LAUSR

DIF: direct immunofluorescence microscopy EBMZ: epidermal basement membrane zone ELPV: erosive lichen planus affecting the vulva LS: lichen sclerosus MMP: mucous membrane pemphigoid VP: vulvar pemphigoid SSS: salt split skin IIF: indirect immunofluorescence microscopy ELISA: enzyme-linked immunosorbent assay C3c: complement component 3 Ig: immunoglobulin INTRODUCTION Vulvar pemphigoid (VP) is a rare subtype of mucous membrane pemphigoid (MMP), which is a heterogeneous group of autoimmune subepidermal blistering diseases with predominantly mucosal involvement and characterized by autoantibodies against structural proteins in the epidermal basement membrane zone (EBMZ). In MMP, various mucosal sites can be simultaneously or separately affected. Mucosal lesions tend to heal with scar formation and may result in loss of function of the affected area. In vulvar MMP, lesions are confined to the anogenital region but can also be a manifestation of a more extensive MMP with other mucosal involvement.
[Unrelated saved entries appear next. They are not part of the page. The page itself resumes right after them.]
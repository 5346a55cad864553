//! In-memory bookmark store.
//!
//! Implements the same retrieval semantics as the PostgreSQL repositories
//! (filters, tag intersection, domain substring, blended cosine distance,
//! adaptive threshold, browse ordering, open counts) over a map held in
//! process. Used by tests and local development without a database.

use std::cmp::Reverse;
use std::collections::{BTreeMap, HashMap};

use async_trait::async_trait;
use tokio::sync::RwLock;
use uuid::Uuid;

use tidemark_core::defaults::MISSING_EMBEDDING_DISTANCE;
use tidemark_core::{
    bookmark_distance, is_exact_domain, Bookmark, BookmarkStore, BrowseCriteria, DomainCriteria,
    Error, OpenCountSource, Result, SearchResult, TagCriteria, VectorCriteria, VectorHit,
    VectorThreshold,
};

/// Bookmarks and open counts held in memory, ordered by id.
#[derive(Default)]
pub struct MemoryBookmarkStore {
    bookmarks: RwLock<BTreeMap<Uuid, Bookmark>>,
    opens: RwLock<HashMap<(String, Uuid), i64>>,
}

impl MemoryBookmarkStore {
    pub fn new() -> Self {
        Self::default()
    }

    /// Build a store pre-populated with bookmarks.
    pub fn with_bookmarks(bookmarks: impl IntoIterator<Item = Bookmark>) -> Self {
        let map = bookmarks.into_iter().map(|b| (b.id, b)).collect();
        Self {
            bookmarks: RwLock::new(map),
            opens: RwLock::new(HashMap::new()),
        }
    }

    /// Insert or replace a bookmark.
    pub async fn insert(&self, bookmark: Bookmark) {
        self.bookmarks.write().await.insert(bookmark.id, bookmark);
    }

    /// Remove a bookmark and its open events.
    pub async fn remove(&self, id: Uuid) -> Option<Bookmark> {
        let removed = self.bookmarks.write().await.remove(&id);
        if removed.is_some() {
            self.opens.write().await.retain(|(_, bookmark_id), _| *bookmark_id != id);
        }
        removed
    }

    pub async fn len(&self) -> usize {
        self.bookmarks.read().await.len()
    }

    pub async fn is_empty(&self) -> bool {
        self.bookmarks.read().await.is_empty()
    }
}

/// Nearest first; equal distances resolve to the newest id.
fn sort_hits(hits: &mut [VectorHit]) {
    hits.sort_by(|a, b| {
        a.distance
            .total_cmp(&b.distance)
            .then_with(|| b.result.id.cmp(&a.result.id))
    });
}

#[async_trait]
impl BookmarkStore for MemoryBookmarkStore {
    async fn tag_candidates(&self, criteria: &TagCriteria) -> Result<Vec<SearchResult>> {
        let requested: Vec<String> = criteria.tags.iter().map(|t| t.to_lowercase()).collect();
        let bookmarks = self.bookmarks.read().await;

        let mut results: Vec<SearchResult> = bookmarks
            .values()
            .rev()
            .filter(|b| criteria.filter.admits(b))
            .filter_map(|b| {
                let mut matched: Vec<String> = b
                    .tags
                    .iter()
                    .map(|t| t.name.to_lowercase())
                    .filter(|name| requested.contains(name))
                    .collect();
                matched.sort();
                matched.dedup();
                if matched.is_empty() {
                    return None;
                }
                let mut result = SearchResult::from_bookmark(b);
                result.matched_tags = Some(matched);
                Some(result)
            })
            .collect();

        // Most matched tags first, so the limit drops the weakest hits.
        // The sort is stable over the newest-first iteration.
        results.sort_by_key(|r| Reverse(r.matched_tags.as_ref().map_or(0, Vec::len)));
        results.truncate(criteria.limit);
        Ok(results)
    }

    async fn domain_candidates(&self, criteria: &DomainCriteria) -> Result<Vec<SearchResult>> {
        let domain = criteria.domain.to_lowercase();
        let bookmarks = self.bookmarks.read().await;

        let mut matches: Vec<&Bookmark> = bookmarks
            .values()
            .rev()
            .filter(|b| criteria.filter.admits(b) && b.url.to_lowercase().contains(&domain))
            .collect();

        // Exact host matches ahead of partial ones, newest first within each.
        matches.sort_by_key(|b| !is_exact_domain(&domain, &b.url));
        Ok(matches
            .into_iter()
            .take(criteria.limit)
            .map(SearchResult::from_bookmark)
            .collect())
    }

    async fn vector_candidates(&self, criteria: &VectorCriteria) -> Result<Vec<VectorHit>> {
        let bookmarks = self.bookmarks.read().await;
        let distance = |b: &Bookmark| {
            bookmark_distance(
                &criteria.embedding,
                b.title_embedding.as_ref(),
                b.summary_embedding.as_ref(),
            )
        };

        let mut hits: Vec<VectorHit> = match criteria.threshold {
            VectorThreshold::Adaptive { matching_distance } => {
                let eligible: Vec<(&Bookmark, f64)> = bookmarks
                    .values()
                    .filter(|b| criteria.filter.admits_owner_and_status(b))
                    .map(|b| (b, distance(b)))
                    .collect();

                let Some(min_distance) = eligible.iter().map(|(_, d)| *d).reduce(f64::min) else {
                    return Ok(Vec::new());
                };

                eligible
                    .into_iter()
                    .filter(|(b, d)| {
                        criteria.filter.admits_content(b)
                            && *d <= min_distance + matching_distance
                            && *d < MISSING_EMBEDDING_DISTANCE
                    })
                    .map(|(b, d)| VectorHit {
                        result: SearchResult::from_bookmark(b),
                        distance: d,
                    })
                    .collect()
            }
            VectorThreshold::TopK { .. } => bookmarks
                .values()
                .filter(|b| criteria.filter.admits(b))
                .map(|b| VectorHit {
                    result: SearchResult::from_bookmark(b),
                    distance: distance(b),
                })
                .collect(),
        };

        sort_hits(&mut hits);
        let limit = match criteria.threshold {
            VectorThreshold::TopK { k } => k.min(criteria.limit),
            VectorThreshold::Adaptive { .. } => criteria.limit,
        };
        hits.truncate(limit);
        Ok(hits)
    }

    async fn browse(&self, criteria: &BrowseCriteria) -> Result<Vec<SearchResult>> {
        let bookmarks = self.bookmarks.read().await;

        let results = bookmarks
            .values()
            .rev()
            .filter(|b| criteria.before.map_or(true, |before| b.id < before))
            .filter(|b| criteria.filter.admits(b))
            .take(criteria.limit)
            .map(SearchResult::from_bookmark)
            .collect();

        Ok(results)
    }
}

#[async_trait]
impl OpenCountSource for MemoryBookmarkStore {
    async fn open_counts(&self, user_id: &str, ids: &[Uuid]) -> Result<HashMap<Uuid, i64>> {
        let opens = self.opens.read().await;
        Ok(ids
            .iter()
            .filter_map(|id| {
                opens
                    .get(&(user_id.to_string(), *id))
                    .map(|count| (*id, *count))
            })
            .collect())
    }

    async fn record_open(&self, user_id: &str, bookmark_id: Uuid) -> Result<()> {
        let owned = self
            .bookmarks
            .read()
            .await
            .get(&bookmark_id)
            .is_some_and(|b| b.user_id == user_id);
        if !owned {
            return Err(Error::NotFound(format!("Bookmark {} not found", bookmark_id)));
        }

        *self
            .opens
            .write()
            .await
            .entry((user_id.to_string(), bookmark_id))
            .or_insert(0) += 1;
        Ok(())
    }
}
Two variants can be distinguished: the juvenile form presenting in girls between 5 and 10 years old, and the adult form, which occurs mainly in postmenopausal women. However, symptoms may also occur in patients within these two age categories. Overlapping with other chronic vulvar diseases, VP can present with variable clinical and histopathologic features, including lichen sclerosus (LS) and erosive lichen planus affecting the vulva (ELPV). Careful examination of the mucosa and skin is mandatory, which should be followed by a biopsy for direct immunofluorescence microscopy (DIF) from perilesional skin or mucosa. Furthermore, indirect immunofluorescence microscopy (IIF) on salt split skin (SSS) and immunoserology can be performed for the detection of circulating autoantibodies in serum.